Proof. It suffices to prove this when $Y = \mathop{\mathrm{Spec}}(A)$ where $A$ is a Noetherian domain. Let $B$ be the integral closure of $A$ in its fraction field. Set $C = \Gamma (X, \mathcal{O}_ X)$. By Cohomology of Schemes, Lemma 30.19.2 we see that $C$ is a finite $A$-module. As $X$ is normal (Properties, Lemma 28.9.4) we see that $C$ is normal domain (Properties, Lemma 28.7.9). Thus $B \subset C$ and we conclude that $B$ is finite over $A$ as $A$ is Noetherian.
There exists a nonempty open $V \subset Y$ such that $f^{-1}V \to V$ is finite, see Morphisms, Definition 29.51.12. After shrinking $V$ we may assume that $f^{-1}V \to V$ is flat (Morphisms, Proposition 29.27.1). Thus $f^{-1}V \to V$ is faithfully flat. Then $V$ is regular by Algebra, Lemma 10.164.4. $\square$
Lemma 54.13.2. Let $(A, \mathfrak m)$ be a local Noetherian ring.
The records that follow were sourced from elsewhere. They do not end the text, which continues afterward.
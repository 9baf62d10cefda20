//! Incremental graph updater.
//!
//! Applies a batch of file changes in a fixed order (deletions, renames,
//! modifications, re-analysis, edge recomputation), staged on a private
//! copy of the snapshot and written through one storage transaction. The
//! staged copy is published (and the graph version bumped) only when the
//! transaction commits; any failure rolls the whole batch back and leaves
//! the published snapshot untouched.

use std::collections::{BTreeSet, HashSet};
use std::path::PathBuf;
use std::sync::Arc;
use std::time::{Duration, Instant};

use dashmap::DashMap;
use serde::Serialize;
use tracing::{debug, info, warn};

use trellis_core::{ChangeKind, Edge, Error, FileChange, GraphIndex, Result};

use crate::collab::{FileAnalyzer, GraphStorage, SemanticIndex, StorageTransaction};
use crate::lock::LockManager;
use crate::state::{RepoSyncStatus, SyncRegistry};
use crate::store::SnapshotStore;

/// How long a sync may hold the repository lock before it is presumed dead.
const DEFAULT_LOCK_TTL: Duration = Duration::from_secs(300);

/// Outcome of one applied batch.
#[derive(Debug, Clone, Serialize)]
pub struct ApplyReport {
    pub nodes_added: usize,
    pub nodes_updated: usize,
    pub nodes_deleted: usize,
    pub edges_recalculated: usize,
    pub duration_ms: u64,
    /// Per-file recoverable failures (skipped files). Batch-level failures
    /// are errors, not report entries.
    pub errors: Vec<String>,
    pub finished_at: String,
}

struct StepOutcome {
    report: ApplyReport,
    added_fqns: Vec<String>,
    removed_fqns: Vec<String>,
}

/// Applies file-change batches to repository snapshots.
pub struct GraphUpdater {
    repos: DashMap<String, Arc<SnapshotStore>>,
    locks: LockManager,
    registry: SyncRegistry,
    analyzer: Arc<dyn FileAnalyzer>,
    storage: Arc<dyn GraphStorage>,
    semantic_index: Arc<dyn SemanticIndex>,
}

impl GraphUpdater {
    pub fn new(
        analyzer: Arc<dyn FileAnalyzer>,
        storage: Arc<dyn GraphStorage>,
        semantic_index: Arc<dyn SemanticIndex>,
    ) -> Self {
        GraphUpdater {
            repos: DashMap::new(),
            locks: LockManager::new(DEFAULT_LOCK_TTL),
            registry: SyncRegistry::new(),
            analyzer,
            storage,
            semantic_index,
        }
    }

    /// Override the lock TTL (e.g. for short-deadline deployments).
    pub fn with_lock_ttl(mut self, ttl: Duration) -> Self {
        self.locks = LockManager::new(ttl);
        self
    }

    /// Register a repository with its initial snapshot.
    pub fn register_repo(&self, repo: &str, initial: GraphIndex) -> Arc<SnapshotStore> {
        let store = Arc::new(SnapshotStore::new(initial));
        self.repos.insert(repo.to_string(), Arc::clone(&store));
        store
    }

    /// The repository's currently published snapshot.
    pub async fn snapshot(&self, repo: &str) -> Result<Arc<GraphIndex>> {
        let store = self.store(repo)?;
        Ok(store.current().await)
    }

    pub fn status(&self, repo: &str) -> RepoSyncStatus {
        self.registry.status(repo)
    }

    fn store(&self, repo: &str) -> Result<Arc<SnapshotStore>> {
        self.repos
            .get(repo)
            .map(|entry| Arc::clone(entry.value()))
            .ok_or_else(|| Error::NotFound(format!("unknown repository '{repo}'")))
    }

    /// Apply a batch of changes under the repository's write lock.
    ///
    /// A second in-flight apply for the same repository fails immediately
    /// with `Conflict`. A deadline, when given, bounds the whole batch;
    /// expiry reports `Timeout` and rolls back like any other failure.
    pub async fn apply_changes(
        &self,
        repo: &str,
        changes: &[FileChange],
        deadline: Option<Duration>,
    ) -> Result<ApplyReport> {
        let store = self.store(repo)?;
        let _guard = self.locks.try_acquire(repo)?;
        self.registry.begin(repo);
        let started = Instant::now();

        let outcome = match deadline {
            Some(limit) => match tokio::time::timeout(limit, self.run_batch(&store, changes)).await
            {
                Ok(result) => result,
                Err(_) => Err(Error::Timeout(format!(
                    "sync for '{repo}' exceeded its {}ms deadline",
                    limit.as_millis()
                ))),
            },
            None => self.run_batch(&store, changes).await,
        };

        match outcome {
            Ok(mut report) => {
                report.duration_ms = started.elapsed().as_millis() as u64;
                self.registry.succeed(repo);
                info!(
                    repo,
                    added = report.nodes_added,
                    updated = report.nodes_updated,
                    deleted = report.nodes_deleted,
                    edges = report.edges_recalculated,
                    "sync committed"
                );
                Ok(report)
            }
            Err(error) => {
                warn!(repo, %error, "sync failed, batch rolled back");
                self.registry.fail(repo, error.to_string());
                Err(error)
            }
        }
    }

    async fn run_batch(&self, store: &SnapshotStore, changes: &[FileChange]) -> Result<ApplyReport> {
        let mut staged = store.begin_staged().await;
        let mut tx = self.storage.begin().await?;

        match self.run_steps(&mut staged, tx.as_mut(), changes).await {
            Ok(outcome) => {
                tx.commit().await?;
                let version = store.install(staged).await;
                debug!(%version, "snapshot installed");

                // Best-effort, deliberately outside the transaction.
                if let Err(error) = self
                    .semantic_index
                    .notify(&outcome.added_fqns, &outcome.removed_fqns)
                    .await
                {
                    warn!(%error, "semantic index notification failed");
                }
                Ok(outcome.report)
            }
            Err(error) => {
                if let Err(rollback_error) = tx.rollback().await {
                    warn!(%rollback_error, "rollback reported an error");
                }
                Err(error)
            }
        }
    }

    async fn run_steps(
        &self,
        staged: &mut GraphIndex,
        tx: &mut dyn StorageTransaction,
        changes: &[FileChange],
    ) -> Result<StepOutcome> {
        let mut to_analyze: BTreeSet<PathBuf> = BTreeSet::new();
        let mut touched: BTreeSet<PathBuf> = BTreeSet::new();
        let mut errors: Vec<String> = Vec::new();
        let mut removed_fqns: Vec<String> = Vec::new();
        // Fqns deleted by a modification; those that reappear count as
        // updates, the rest as deletions.
        let mut prior_fqns: HashSet<String> = HashSet::new();
        let mut nodes_deleted = 0usize;

        // 1. Deletions.
        for change in changes.iter().filter(|c| c.change == ChangeKind::Deleted) {
            let removed = staged.remove_nodes_in_file(&change.path);
            tx.delete_nodes_in_file(&change.path).await?;
            nodes_deleted += removed.len();
            removed_fqns.extend(removed);
            touched.insert(change.path.clone());
        }

        // 2. Renames: delete the old side, analyze the new.
        for change in changes.iter().filter(|c| c.change == ChangeKind::Renamed) {
            if let Some(old_path) = &change.old_path {
                let removed = staged.remove_nodes_in_file(old_path);
                tx.delete_nodes_in_file(old_path).await?;
                nodes_deleted += removed.len();
                removed_fqns.extend(removed);
                touched.insert(old_path.clone());
            }
            to_analyze.insert(change.path.clone());
            touched.insert(change.path.clone());
        }

        // 3. Additions and modifications. A modified file's nodes are
        //    replaced in place at step 4; physical removal here would also
        //    destroy incoming edges from untouched files, which stay valid.
        for change in changes
            .iter()
            .filter(|c| matches!(c.change, ChangeKind::Added | ChangeKind::Modified))
        {
            if change.change == ChangeKind::Modified {
                prior_fqns.extend(
                    staged
                        .nodes_in_file(&change.path)
                        .iter()
                        .map(|node| node.fqn.clone()),
                );
            }
            to_analyze.insert(change.path.clone());
            touched.insert(change.path.clone());
        }

        // 4. Re-analyze and upsert. One unreadable file is skipped and
        //    reported, not fatal to the batch.
        let mut nodes_added = 0usize;
        let mut nodes_updated = 0usize;
        let mut added_fqns: Vec<String> = Vec::new();
        let mut pending_edges: Vec<Edge> = Vec::new();
        for path in &to_analyze {
            let analysis = match self.analyzer.analyze(path).await {
                Ok(analysis) => analysis,
                Err(Error::DecodeError(message)) => {
                    warn!(path = %path.display(), "skipping unreadable file");
                    errors.push(message);
                    // Leave the file's prior nodes alone; a bad read must
                    // not delete knowledge we already have.
                    prior_fqns.retain(|fqn| {
                        staged.get_node(fqn).map(|n| n.path != *path).unwrap_or(true)
                    });
                    continue;
                }
                Err(error) => return Err(error),
            };
            for node in analysis.nodes {
                if prior_fqns.remove(&node.fqn) {
                    nodes_updated += 1;
                } else {
                    nodes_added += 1;
                }
                added_fqns.push(node.fqn.clone());
                tx.upsert_node(&node).await?;
                staged.upsert_node(node);
            }
            pending_edges.extend(analysis.edges);
        }

        // Modified-file nodes that did not come back are deletions.
        let mut vanished: Vec<String> = prior_fqns.into_iter().collect();
        vanished.sort();
        for fqn in &vanished {
            staged.remove_node(fqn);
            tx.delete_node(fqn).await?;
        }
        nodes_deleted += vanished.len();
        removed_fqns.extend(vanished);

        // 5. Edge recomputation over the union of touched files: outgoing
        //    edges drop and re-derive from the fresh analysis; incoming
        //    edges from untouched files remain valid.
        let mut edges_recalculated = 0usize;
        for path in &touched {
            let fqns: Vec<String> = staged
                .nodes_in_file(path)
                .iter()
                .map(|node| node.fqn.clone())
                .collect();
            for fqn in fqns {
                staged.drop_outgoing_edges(&fqn);
                tx.drop_outgoing_edges(&fqn).await?;
            }
        }
        for edge in pending_edges {
            if staged.insert_edge(edge.clone()) {
                tx.insert_edge(&edge).await?;
                edges_recalculated += 1;
            }
        }

        Ok(StepOutcome {
            report: ApplyReport {
                nodes_added,
                nodes_updated,
                nodes_deleted,
                edges_recalculated,
                duration_ms: 0, // stamped by the caller once the lock work is done
                errors,
                finished_at: chrono::Utc::now().to_rfc3339(),
            },
            added_fqns,
            removed_fqns,
        })
    }
}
Let $B \subset C$ be finite $A$-algebras. Assume that (a) $B$ is a normal ring, and (b) the $\mathfrak m$-adic completion $C^\wedge $ is a normal ring. Then $B^\wedge $ is a normal ring.
Proof. Consider the commutative diagram
Recall that $\mathfrak m$-adic completion on the category of finite $A$-modules is exact because it is given by tensoring with the flat $A$-algebra $A^\wedge $ (Algebra, Lemma 10.97.2). We will use Serre's criterion (Algebra, Lemma 10.157.4) to prove that the Noetherian ring $B^\wedge $ is normal. Let $\mathfrak q \subset B^\wedge $ be a prime lying over $\mathfrak p \subset B$. If $\dim (B_\mathfrak p) \geq 2$, then $\text{depth}(B_\mathfrak p) \geq 2$ and since $B_\mathfrak p \to B^\wedge _\mathfrak q$ is flat we find that $\text{depth}(B^\wedge _\mathfrak q) \geq 2$ (Algebra, Lemma 10.163.2). If $\dim (B_\mathfrak p) \leq 1$, then $B_\mathfrak p$ is either a discrete valuation ring or a field. In that case $C_\mathfrak p$ is faithfully flat over $B_\mathfrak p$ (because it is finite and torsion free). Hence $B^\wedge _\mathfrak p \to C^\wedge _\mathfrak p$ is faithfully flat and the same holds after localizing at $\mathfrak q$. As $C^\wedge $ and hence any localization is $(S_2)$ we conclude that $B^\wedge _\mathfrak p$ is $(S_2)$ by Algebra, Lemma 10.164.5. All in all we find that $(S_2)$ holds for $B^\wedge $. To prove that $B^\wedge $ is $(R_1)$ we only have to consider primes $\mathfrak q \subset B^\wedge $ with $\dim (B^\wedge _\mathfrak q) \leq 1$. Since $\dim (B^\wedge _\mathfrak q) = \dim (B_\mathfrak p) + \dim (B^\wedge _\mathfrak q/\mathfrak p B^\wedge _\mathfrak q)$ by Algebra, Lemma 10.112.6 we find that $\dim (B_\mathfrak p) \leq 1$ and we see that $B^\wedge _\mathfrak q \to C^\wedge _\mathfrak q$ is faithfully flat as before. We conclude using Algebra, Lemma 10.164.6. $\square$
Lemma 54.13.3. Let $(A, \mathfrak m, \kappa )$ be a local Noetherian domain. Assume there exists an alteration $f : X \to \mathop{\mathrm{Spec}}(A)$ with $X$ regular. Then
there exists a nonzero $f \in A$ such that $A_ f$ is regular,
the integral closure $B$ of $A$ in its fraction field is finite over $A$,
the $\mathfrak m$-adic completion of $B$ is a normal ring, i.e., the completions of $B$ at its maximal ideals are normal domains, and
the generic formal fibre of $A$ is regular.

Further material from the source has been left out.